Work to be completed: If a line of the records contains the string "peek", copy it out.

Information provided:
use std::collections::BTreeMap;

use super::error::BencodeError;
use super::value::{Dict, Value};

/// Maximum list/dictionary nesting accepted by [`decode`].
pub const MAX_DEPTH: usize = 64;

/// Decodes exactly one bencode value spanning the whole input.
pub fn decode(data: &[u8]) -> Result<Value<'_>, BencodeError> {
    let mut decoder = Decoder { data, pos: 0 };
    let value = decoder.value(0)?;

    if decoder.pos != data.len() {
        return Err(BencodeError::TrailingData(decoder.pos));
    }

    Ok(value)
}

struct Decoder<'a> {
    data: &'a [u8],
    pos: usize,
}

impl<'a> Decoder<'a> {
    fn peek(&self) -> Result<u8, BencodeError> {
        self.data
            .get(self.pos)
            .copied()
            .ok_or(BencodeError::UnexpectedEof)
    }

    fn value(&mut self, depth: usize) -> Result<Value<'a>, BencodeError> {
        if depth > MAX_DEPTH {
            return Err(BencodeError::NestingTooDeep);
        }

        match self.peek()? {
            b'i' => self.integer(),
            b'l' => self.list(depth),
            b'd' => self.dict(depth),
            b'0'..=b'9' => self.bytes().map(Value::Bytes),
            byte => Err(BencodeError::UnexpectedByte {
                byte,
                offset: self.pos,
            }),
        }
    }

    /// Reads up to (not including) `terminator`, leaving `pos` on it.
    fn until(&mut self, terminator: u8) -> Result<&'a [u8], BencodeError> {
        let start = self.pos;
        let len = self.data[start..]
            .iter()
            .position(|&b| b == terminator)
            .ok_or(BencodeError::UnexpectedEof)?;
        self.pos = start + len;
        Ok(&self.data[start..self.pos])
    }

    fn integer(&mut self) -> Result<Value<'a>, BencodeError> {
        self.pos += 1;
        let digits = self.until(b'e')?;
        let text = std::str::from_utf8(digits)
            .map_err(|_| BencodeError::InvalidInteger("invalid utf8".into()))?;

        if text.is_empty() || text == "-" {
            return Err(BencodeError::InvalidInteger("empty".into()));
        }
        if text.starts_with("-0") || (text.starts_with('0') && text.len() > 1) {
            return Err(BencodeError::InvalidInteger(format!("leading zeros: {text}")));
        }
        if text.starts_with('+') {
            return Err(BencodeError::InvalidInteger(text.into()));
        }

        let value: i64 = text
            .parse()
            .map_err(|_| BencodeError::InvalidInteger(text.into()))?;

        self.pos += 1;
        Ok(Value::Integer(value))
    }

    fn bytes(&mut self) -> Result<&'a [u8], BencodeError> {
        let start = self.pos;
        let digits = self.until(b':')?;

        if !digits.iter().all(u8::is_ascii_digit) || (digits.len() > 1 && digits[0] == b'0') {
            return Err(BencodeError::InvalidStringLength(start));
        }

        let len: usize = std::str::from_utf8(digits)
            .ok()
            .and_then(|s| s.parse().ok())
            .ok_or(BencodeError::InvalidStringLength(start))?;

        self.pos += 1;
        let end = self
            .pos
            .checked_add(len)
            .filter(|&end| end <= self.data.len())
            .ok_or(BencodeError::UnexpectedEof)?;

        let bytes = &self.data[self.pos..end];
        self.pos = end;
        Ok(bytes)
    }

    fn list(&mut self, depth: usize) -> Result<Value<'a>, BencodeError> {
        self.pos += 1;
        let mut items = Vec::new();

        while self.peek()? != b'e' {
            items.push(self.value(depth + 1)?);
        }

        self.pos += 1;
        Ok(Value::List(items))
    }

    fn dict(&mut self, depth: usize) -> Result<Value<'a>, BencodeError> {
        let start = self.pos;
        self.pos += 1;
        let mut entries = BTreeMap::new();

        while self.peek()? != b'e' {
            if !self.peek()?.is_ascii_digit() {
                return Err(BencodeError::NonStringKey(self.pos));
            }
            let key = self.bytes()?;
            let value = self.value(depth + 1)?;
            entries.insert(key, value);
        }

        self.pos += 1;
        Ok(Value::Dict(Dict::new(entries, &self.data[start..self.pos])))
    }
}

* * *

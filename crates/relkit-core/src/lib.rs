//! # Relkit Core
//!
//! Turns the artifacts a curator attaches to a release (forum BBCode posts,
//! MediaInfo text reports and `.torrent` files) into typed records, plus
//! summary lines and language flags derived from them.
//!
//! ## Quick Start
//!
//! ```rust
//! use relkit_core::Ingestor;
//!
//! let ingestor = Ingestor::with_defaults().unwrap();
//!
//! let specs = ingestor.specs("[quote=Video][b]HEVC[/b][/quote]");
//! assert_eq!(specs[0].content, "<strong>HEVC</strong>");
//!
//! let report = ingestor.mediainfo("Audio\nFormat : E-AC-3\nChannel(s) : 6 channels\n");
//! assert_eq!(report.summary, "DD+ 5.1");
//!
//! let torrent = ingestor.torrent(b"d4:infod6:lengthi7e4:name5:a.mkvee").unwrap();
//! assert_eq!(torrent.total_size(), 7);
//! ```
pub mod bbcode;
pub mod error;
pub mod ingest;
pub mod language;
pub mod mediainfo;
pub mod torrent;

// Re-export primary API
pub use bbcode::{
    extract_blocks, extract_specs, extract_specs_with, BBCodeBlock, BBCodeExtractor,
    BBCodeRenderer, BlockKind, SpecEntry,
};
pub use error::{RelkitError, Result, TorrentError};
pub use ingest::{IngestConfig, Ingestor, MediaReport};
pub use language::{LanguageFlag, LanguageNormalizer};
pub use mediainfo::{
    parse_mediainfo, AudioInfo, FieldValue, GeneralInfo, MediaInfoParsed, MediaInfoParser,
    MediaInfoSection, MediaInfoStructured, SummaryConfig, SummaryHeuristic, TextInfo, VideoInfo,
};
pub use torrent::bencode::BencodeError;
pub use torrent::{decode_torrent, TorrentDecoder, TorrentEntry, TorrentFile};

Exercise response:
    fn peek(&self) -> Result<u8, BencodeError> {
        match self.peek()? {
        while self.peek()? != b'e' {
        while self.peek()? != b'e' {
            if !self.peek()?.is_ascii_digit() {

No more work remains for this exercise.